La Forêt pénétré de toutes les civilitez qu'il recevoit journellement aussi-bien que moi, de toute la Cour, & voulant aussi de son côté témoigner qu'il n'étoit pas insensible, se mit après une Montre de poche, sans m'en dire pourtant un seul mot, & avant que je m'en aperçusse il étoit à la fin de son Ouvrage. Quoi qu'il travaillât bien mieux en grand qu'en petit, une Montre dans un Païs où il ne s'en étoit jamais vû, étoit un bijou d'une valeur inestimable. Aussi-tôt qu'il eut achevé celle-là: il alla trouver le Roi, & après l'avoir complimenté sur les obligations que nous lui avions, il tira cette montre de sa poche, & le suplia de l'accepter de sa main, comme une marque sincére de sa juste reconnoissance. Le Roi s'étant fait montrer ce que c'étoit, en demeura interdit, il admira la beauté & l'utilité de cette petite Machine, & lui protesta qu'il ne lui demanderoit jamais rien, dont il put disposer, qu'il ne le lui accordât.
CHAPITRE XI.
Suite des Avantures de l'Auteur & de son Camarade, jusqu'à leur départ de la Cour.

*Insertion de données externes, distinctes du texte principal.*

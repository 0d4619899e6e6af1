//! Tree nodes: construction, attach/detach, cloning and navigation.
//!
//! Ownership runs strictly from parent to children. The `parent`, document
//! root and owning tree links are [`Weak`] and never keep anything alive.

use super::document::{DocumentTree, TreeData};
use super::kind::NodeKind;
use super::node_list::NodeList;
use crate::error::{RtfError, RtfResult};
use crate::parser::Token;
use smol_str::SmolStr;
use std::cell::{Cell, Ref, RefCell};
use std::fmt;
use std::rc::{Rc, Weak};

/// A handle to a node of an RTF document tree.
///
/// Cloning an `RtfNode` clones the handle, not the node; use
/// [`clone_node`](Self::clone_node) to copy a node. Equality is identity.
#[derive(Clone)]
pub struct RtfNode(pub(crate) Rc<NodeData>);

pub(crate) struct NodeData {
    kind: Cell<NodeKind>,
    key: RefCell<SmolStr>,
    has_parameter: Cell<bool>,
    parameter: Cell<i32>,
    children: NodeList,
    parent: RefCell<Weak<NodeData>>,
    pub(crate) root: RefCell<Weak<NodeData>>,
    pub(crate) tree: RefCell<Weak<TreeData>>,
}

impl RtfNode {
    // ========================================================================
    // Construction
    // ========================================================================

    /// A detached node of the given kind with an empty key.
    pub fn new(kind: NodeKind) -> Self {
        Self::from_parts(kind, "", false, 0)
    }

    pub fn from_parts(
        kind: NodeKind,
        key: impl Into<SmolStr>,
        has_parameter: bool,
        parameter: i32,
    ) -> Self {
        Self::with_children(kind, key.into(), has_parameter, parameter, NodeList::new())
    }

    fn with_children(
        kind: NodeKind,
        key: SmolStr,
        has_parameter: bool,
        parameter: i32,
        children: NodeList,
    ) -> Self {
        Self(Rc::new(NodeData {
            kind: Cell::new(kind),
            key: RefCell::new(key),
            has_parameter: Cell::new(has_parameter),
            parameter: Cell::new(parameter),
            children,
            parent: RefCell::new(Weak::new()),
            root: RefCell::new(Weak::new()),
            tree: RefCell::new(Weak::new()),
        }))
    }

    pub fn group() -> Self {
        Self::new(NodeKind::Group)
    }

    pub fn keyword(key: impl Into<SmolStr>, parameter: Option<i32>) -> Self {
        Self::from_parts(
            NodeKind::Keyword,
            key,
            parameter.is_some(),
            parameter.unwrap_or_default(),
        )
    }

    /// A control symbol. Only the `'` control renders its parameter, which
    /// must then be a byte value; anything else fails at serialization.
    pub fn control(key: impl Into<SmolStr>, parameter: Option<i32>) -> Self {
        Self::from_parts(
            NodeKind::Control,
            key,
            parameter.is_some(),
            parameter.unwrap_or_default(),
        )
    }

    pub fn text(text: impl Into<SmolStr>) -> Self {
        Self::from_parts(NodeKind::Text, text, false, 0)
    }

    /// The node a token becomes; group ends have no node.
    pub fn from_token(token: &Token) -> Option<Self> {
        let kind = NodeKind::from_token_kind(token.kind)?;
        Some(Self::from_parts(
            kind,
            token.key.clone(),
            token.has_parameter,
            token.parameter,
        ))
    }

    // ========================================================================
    // Fields
    // ========================================================================

    pub fn kind(&self) -> NodeKind {
        self.0.kind.get()
    }

    pub fn set_kind(&self, kind: NodeKind) {
        self.0.kind.set(kind);
    }

    /// Keyword name, control character or literal text.
    pub fn key(&self) -> Ref<'_, str> {
        Ref::map(self.0.key.borrow(), |key| key.as_str())
    }

    pub fn set_key(&self, key: impl Into<SmolStr>) {
        *self.0.key.borrow_mut() = key.into();
    }

    pub fn has_parameter(&self) -> bool {
        self.0.has_parameter.get()
    }

    pub fn set_has_parameter(&self, has_parameter: bool) {
        self.0.has_parameter.set(has_parameter);
    }

    /// Raw parameter value; only meaningful when [`has_parameter`](Self::has_parameter) is set.
    pub fn parameter(&self) -> i32 {
        self.0.parameter.get()
    }

    pub fn set_parameter(&self, parameter: i32) {
        self.0.parameter.set(parameter);
    }

    /// The parameter, if the node carries one.
    pub fn param(&self) -> Option<i32> {
        self.has_parameter().then(|| self.parameter())
    }

    pub(crate) fn key_is(&self, key: &str) -> bool {
        self.0.key.borrow().as_str() == key
    }

    // ========================================================================
    // Links
    // ========================================================================

    pub fn parent(&self) -> Option<RtfNode> {
        self.0.parent.borrow().upgrade().map(RtfNode)
    }

    /// The synthetic root of the tree this node was last attached into.
    pub fn root_node(&self) -> Option<RtfNode> {
        self.0.root.borrow().upgrade().map(RtfNode)
    }

    /// The tree this node was last attached into.
    pub fn tree(&self) -> Option<DocumentTree> {
        self.0.tree.borrow().upgrade().map(DocumentTree)
    }

    /// The child list handle. Mutating it directly bypasses back-reference
    /// propagation; prefer [`append_child`](Self::append_child).
    pub fn child_nodes(&self) -> NodeList {
        self.0.children.clone()
    }

    pub(crate) fn children(&self) -> Ref<'_, Vec<RtfNode>> {
        self.0.children.borrow()
    }

    /// Identity comparison.
    pub fn ptr_eq(&self, other: &RtfNode) -> bool {
        Rc::ptr_eq(&self.0, &other.0)
    }

    // ========================================================================
    // Mutation
    // ========================================================================

    /// Append `node` as the last child. `None` is a no-op.
    ///
    /// The node's parent becomes `self` and the document root and owning tree
    /// of `self` are copied into the node's whole subtree.
    pub fn append_child(&self, node: impl Into<Option<RtfNode>>) {
        if let Some(node) = node.into() {
            self.attach(&node);
            self.0.children.push(node);
        }
    }

    /// Insert `node` at `index` in `[0, child_count]`. A `None` node or an
    /// index past the end is silently ignored.
    pub fn insert_child(&self, index: usize, node: impl Into<Option<RtfNode>>) {
        let Some(node) = node.into() else {
            return;
        };
        if index > self.0.children.len() {
            return;
        }
        self.attach(&node);
        self.0.children.insert(index, node);
    }

    /// Remove and return the child at `index`.
    ///
    /// The removed subtree keeps its parent, root and tree links.
    pub fn remove_child_at(&self, index: usize) -> RtfResult<RtfNode> {
        let len = self.0.children.len();
        self.0
            .children
            .remove(index)
            .ok_or_else(|| RtfError::out_of_range(index, len))
    }

    /// Remove `node` from the direct children of `self`.
    pub fn remove_child(&self, node: &RtfNode) -> RtfResult<()> {
        let len = self.0.children.len();
        let index = self
            .0
            .children
            .index_of(node)
            .ok_or_else(|| RtfError::out_of_range(len, len))?;
        self.remove_child_at(index).map(|_| ())
    }

    fn attach(&self, node: &RtfNode) {
        *node.0.parent.borrow_mut() = Rc::downgrade(&self.0);
        let root = self.0.root.borrow().clone();
        let tree = self.0.tree.borrow().clone();
        propagate_links(node, &root, &tree);
    }

    /// Copy this node.
    ///
    /// The copy has the same kind, key, parameter, parent, document root and
    /// owning tree, but is not a child of anything.
    ///
    /// With `clone_children == false` the copy **shares this node's child
    /// list**: appending to or removing from either node's children is seen
    /// by both. Callers rely on this; it is not an accident of the
    /// implementation. With `clone_children == true` the whole subtree is
    /// copied and the copied children are parented to the copy.
    pub fn clone_node(&self, clone_children: bool) -> RtfNode {
        let children = if clone_children {
            NodeList::new()
        } else {
            self.0.children.clone()
        };
        let copy = Self::with_children(
            self.kind(),
            self.0.key.borrow().clone(),
            self.has_parameter(),
            self.parameter(),
            children,
        );
        *copy.0.parent.borrow_mut() = self.0.parent.borrow().clone();
        *copy.0.root.borrow_mut() = self.0.root.borrow().clone();
        *copy.0.tree.borrow_mut() = self.0.tree.borrow().clone();

        if clone_children {
            for child in self.children().iter() {
                let child_copy = child.clone_node(true);
                *child_copy.0.parent.borrow_mut() = Rc::downgrade(&copy.0);
                copy.0.children.push(child_copy);
            }
        }
        copy
    }

    // ========================================================================
    // Navigation
    // ========================================================================

    pub fn has_child_nodes(&self) -> bool {
        !self.0.children.is_empty()
    }

    pub fn child_count(&self) -> usize {
        self.0.children.len()
    }

    pub fn child(&self, index: usize) -> Option<RtfNode> {
        self.0.children.get(index)
    }

    pub fn first_child(&self) -> Option<RtfNode> {
        self.0.children.first()
    }

    pub fn last_child(&self) -> Option<RtfNode> {
        self.0.children.last()
    }

    /// The sibling after this node, `Ok(None)` if this is the last child.
    pub fn next_sibling(&self) -> RtfResult<Option<RtfNode>> {
        let siblings = self.sibling_list()?;
        Ok(siblings
            .index_of(self)
            .and_then(|index| siblings.get(index + 1)))
    }

    /// The sibling before this node, `Ok(None)` if this is the first child.
    pub fn previous_sibling(&self) -> RtfResult<Option<RtfNode>> {
        let siblings = self.sibling_list()?;
        Ok(siblings
            .index_of(self)
            .and_then(|index| index.checked_sub(1))
            .and_then(|index| siblings.get(index)))
    }

    pub(crate) fn sibling_list(&self) -> RtfResult<NodeList> {
        self.parent()
            .map(|parent| parent.child_nodes())
            .ok_or(RtfError::NoParent)
    }
}

fn propagate_links(node: &RtfNode, root: &Weak<NodeData>, tree: &Weak<TreeData>) {
    *node.0.root.borrow_mut() = root.clone();
    *node.0.tree.borrow_mut() = tree.clone();
    for child in node.children().iter() {
        propagate_links(child, root, tree);
    }
}

impl PartialEq for RtfNode {
    fn eq(&self, other: &Self) -> bool {
        self.ptr_eq(other)
    }
}

impl Eq for RtfNode {}

impl fmt::Debug for RtfNode {
    fn fmt(&self, f: &mut fmt::Formatter<'_>) -> fmt::Result {
        f.debug_struct("RtfNode")
            .field("kind", &self.kind())
            .field("key", &&*self.key())
            .field("has_parameter", &self.has_parameter())
            .field("parameter", &self.parameter())
            .field("children", &self.child_count())
            .finish()
    }
}

/// `[kind, key, has_parameter, parameter]`
impl fmt::Display for RtfNode {
    fn fmt(&self, f: &mut fmt::Formatter<'_>) -> fmt::Result {
        write!(
            f,
            "[{}, {}, {}, {}]",
            self.kind(),
            &*self.key(),
            self.has_parameter(),
            self.parameter()
        )
    }
}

Comme le Roi alloit voir souvent ses Femmes, il ne faut pas demander s'il demeura long-tems à faire parade de sa Montre devant elles: il n'y en eut aucune qui n'admirât en cela le génie de l'Ouvrier. Car quoi-qu'elles eussent vû l'Horloge mille fois & qu'à la derniére même elles eussent encore paru transportées d'étonnement, ce n'étoit rien à leur avis, en comparaison de ce joli Instrument, qui nonobstant sa petitesse ne laissoit pas d'avoir ses mouvemens justes, & d'indiquer toutes les parties du jour aussi nettement que le grand. Lidola entr'autres, seconde Femme du Roi, fit de grandes tentatives pour en devenir la propriétaire; mais le Roi, qui ne s'en vouloit pas défaire, & qui ne l'auroit pas même pû faire, sans exciter de la jalousie entre toutes ces Dames, & donner même du chagrin à l'Impératrice, fit semblant de ne la pas entendre. La Reine, pour se venger de ce peu de complaisance, lorsqu'il fut question de recevoir le Roi après souper, qui lui avoit fait comprendre qu'il viendroit passer la nuit avec elle, comme il le faisoit fort souvent, ayant beaucoup plus de tendresse pour celle-là, que pour aucune des autres, elle feignit d'être indisposée, & fit prier le Roi de ne la point venir voir ce soir-là. Lui qui ne se doutoit encore de rien, envoya le matin pour savoir de ses nouvelles: il en fit autant plusieurs autres jours de suite. Enfin voyant que cela continuoit, & que non-seulement on recevoit ses Messagers fort cavaliérement, mais qu'elle-même le regardoit avec un froid capable de le glacer, lors qu'il la voyoit en passant, il se douta bien quelle mouche l'avoit piquée. Il n'en fit pourtant point de semblant, & voulant voir jusqu'où cette indifférence pouroit aller, il négligea petit à petit ses visites, & s'attacha si fort à la derniére Reine, qu'il n'alloit presque plus que chez elle.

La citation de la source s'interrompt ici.